I ask of the chances of Journey being caught in a trap, and Brian explains that leg-hold trapping has been illegal in California for several years now. He says that “California is under high scrutiny from the public,” regarding wildlife issues, which led to a ban on trapping. My own research shows that Proposition 4, a prohibition on trapping fur-bearing animals was passed in 1998. With the work of some very active anti-trapping organizations (including Trap Free Oregon, Trap Free New Mexico, Idahoans Against Trapping, Predator Defense and Footloose Montana ) perhaps in the future the rest of the western states will catch up with California in this regard.
Brian also points out that there is no cougar hunting in California, although once a lion kills livestock the cat is automatically targeted for lethal removal. We talk about Wildlife Services in the area and Brian says they work closely with Fish and Game. He’s read the recent write-ups on the infamous agency but believes they do some positive work, at least in his area. He tells me the WS people he deals with are proactive in teaching people to prevent problems with animals, including skunks, raccoons, lions and bears. But WS agents do kill coyotes, lots of them. Seems to me everyone kills coyotes, randomly and without restriction. Brian did say that the local coyotes seem to be getting smarter. When lured in by amateur coyote killers (using an MP3 player or other device to broadcast coyote howls) and the hunter misses his mark, the wily canine quickly learns to stay away when it hears the recording.
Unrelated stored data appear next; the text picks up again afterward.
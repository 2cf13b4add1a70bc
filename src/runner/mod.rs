//! Runner Module
//!
//! Concurrency-limited execution of async jobs.

mod bounded;
mod job;

pub use bounded::{JobRunner, DEFAULT_MAX_JOBS};
pub use job::JobHandle;
//! Cache Module
//!
//! Deduplicating TTL cache with stale-while-revalidate reads.

mod entry;
mod events;
mod stats;
mod store;

#[cfg(test)]
mod property_tests;

use std::time::Duration;

// Re-export public types
pub use entry::{current_timestamp_ms, CacheEntry};
pub use events::{CacheEvent, CacheEventKind};
pub use stats::CacheStats;
pub use store::{CacheConfig, Fetch, FetchOutcome, MapCache};

// == Public Constants ==
/// Validity window applied to freshly stored values by default
pub const DEFAULT_EXPIRY: Duration = Duration::from_millis(3000);
mod counter_storage;
mod errors;
mod ledger_storage;

use async_trait::async_trait;
use chrono::NaiveDate;
use rust_decimal::Decimal;

use crate::models::ExpenseStatus;
use crate::types::{Consecutive, ExpenseId, UserId};

pub use counter_storage::FileCounterStore;
#[cfg(test)]
pub use counter_storage::InMemoryCounterStore;
pub use errors::{CounterError, GatewayError};
pub use ledger_storage::LedgerStorage;

/// Daily file sequence. A date that has no stored count starts at `01`.
pub trait ConsecutiveCounterStore: Send + Sync + 'static {
    /// Consecutive to stamp on the next file generated on `date`.
    fn read(&self, date: NaiveDate) -> Result<Consecutive, CounterError>;
    /// Advances the count for `date` and returns the new value.
    fn increment(&self, date: NaiveDate) -> Result<Consecutive, CounterError>;
}

/// Backend operations a disbursement needs. Both return the value they replaced
/// so that a failed batch can put it back.
#[async_trait]
pub trait CardLimitGateway: Send + Sync + 'static {
    async fn update_card_limit(&self, user_id: UserId, new_limit: Decimal) -> Result<Decimal, GatewayError>;
    async fn set_expense_status(&self, expense_id: ExpenseId, status: ExpenseStatus) -> Result<ExpenseStatus, GatewayError>;
}
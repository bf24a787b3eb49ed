use thiserror::Error;

#[derive(Debug, Error, PartialEq, Eq)]
pub enum FieldError {
    #[error("Field error: {field} is required")]
    Empty {
        field: &'static str
    },
    #[error("Field error: {field} must only contain digits, got '{value}'")]
    NotNumeric {
        field: &'static str,
        value: String
    },
    #[error("Field error: {field} must be at most {max} digits, got '{value}'")]
    TooLong {
        field: &'static str,
        max: usize,
        value: String
    },
    #[error("Field error: consecutive must be between 01 and 99, got '{0}'")]
    ConsecutiveOutOfRange(String)
}

#[derive(Debug, Error, PartialEq, Eq)]
#[error("Date format error: '{value}' is not a recognized calendar date")]
pub struct DateFormatError {
    pub value: String
}
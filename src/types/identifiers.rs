use crate::types::errors::FieldError;
use std::fmt;
use std::fmt::{Display, Formatter};
use std::str::FromStr;

const CLIENT_NUMBER_WIDTH: usize = 10;
const GROUP_NUMBER_WIDTH: usize = 9;

/// Bank-assigned client number, rendered zero-padded to 10 digits.
#[derive(Debug, Clone, Eq, PartialEq)]
pub struct ClientNumber(String);

/// Bank-assigned card group number, rendered zero-padded to 9 digits.
#[derive(Debug, Clone, Eq, PartialEq)]
pub struct GroupNumber(String);

impl ClientNumber {
    pub fn padded(&self) -> String {
        format!("{:0>width$}", self.0, width = CLIENT_NUMBER_WIDTH)
    }
}

impl GroupNumber {
    pub fn padded(&self) -> String {
        format!("{:0>width$}", self.0, width = GROUP_NUMBER_WIDTH)
    }
}

impl FromStr for ClientNumber {
    type Err = FieldError;

    fn from_str(value: &str) -> Result<Self, Self::Err> {
        parse_digits("client number", value, CLIENT_NUMBER_WIDTH).map(ClientNumber)
    }
}

impl FromStr for GroupNumber {
    type Err = FieldError;

    fn from_str(value: &str) -> Result<Self, Self::Err> {
        parse_digits("group number", value, GROUP_NUMBER_WIDTH).map(GroupNumber)
    }
}

fn parse_digits(field: &'static str, value: &str, max: usize) -> Result<String, FieldError> {
    let value = value.trim();

    if value.is_empty() {
        return Err(FieldError::Empty { field });
    }

    if !value.chars().all(|c| c.is_ascii_digit()) {
        return Err(FieldError::NotNumeric { field, value: value.to_string() });
    }

    if value.len() > max {
        return Err(FieldError::TooLong { field, max, value: value.to_string() });
    }

    Ok(value.to_string())
}

/// Per-day file sequence number, always within `01..=99`.
#[derive(Debug, Clone, Copy, Eq, PartialEq, Ord, PartialOrd)]
pub struct Consecutive(u8);

impl Consecutive {
    pub const FIRST: Consecutive = Consecutive(1);
    pub const LAST: Consecutive = Consecutive(99);

    pub fn new(value: u8) -> Result<Self, FieldError> {
        if (Self::FIRST.0..=Self::LAST.0).contains(&value) {
            Ok(Consecutive(value))
        } else {
            Err(FieldError::ConsecutiveOutOfRange(value.to_string()))
        }
    }

    pub fn value(self) -> u8 {
        self.0
    }

    /// The following consecutive, or `None` once `99` has been reached.
    pub fn next(self) -> Option<Consecutive> {
        Consecutive::new(self.0 + 1).ok()
    }
}

impl Display for Consecutive {
    fn fmt(&self, formatter: &mut Formatter<'_>) -> fmt::Result {
        write!(formatter, "{:02}", self.0)
    }
}

impl FromStr for Consecutive {
    type Err = FieldError;

    fn from_str(value: &str) -> Result<Self, Self::Err> {
        let parsed: u8 = value.trim().parse()
            .map_err(|_| FieldError::ConsecutiveOutOfRange(value.to_string()))?;

        Consecutive::new(parsed)
    }
}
California is proactive with wildlife in many ways, and this attitude could have a positive affect on wolves if they repopulate here. Speaking about black bears, Brian explains that his agency will not issue permits to kill them if complaining humans don’t implement non-lethal strategies to prevent problems. Trees, the inner cambium being a food source, can be surrounded by wire to keep bears away. And honey producers must implement electric fencing and other strategies to prevent theft by bears. Residents who report bears getting into their trash are made responsible for taking their garbage to the dump and keeping their area free of attractants. Also, poaching has been greatly decreased due to efforts by Fish and Game since the 1980s, allowing bear populations to increase.
When I ask Brian if he believes wolves, following the lead of Oregon 7, will repopulate Northern California, he says, “We may have a pack or two, most likely migrants from Oregon, but its doubtful the numbers will be high.” For one thing, he explains, wolves have not been populous in this area in the past. Also, there aren’t many deer and elk here, the primary food source for wolves. But he adds that elk numbers in Northern California are rising, so perhaps in twenty or thirty years, things could change and the ghostlike Oregon 7 will have started a trend for wolves to disperse into this neck of the woods.
If wolves do end up in forming packs in California, I hope the people who oversee them will all be as knowledgeable, unbiased, and concerned as Brian Ehler. In a progressive state, with progressive leaders, wolves could have the chance to regain their rightful place in the environment.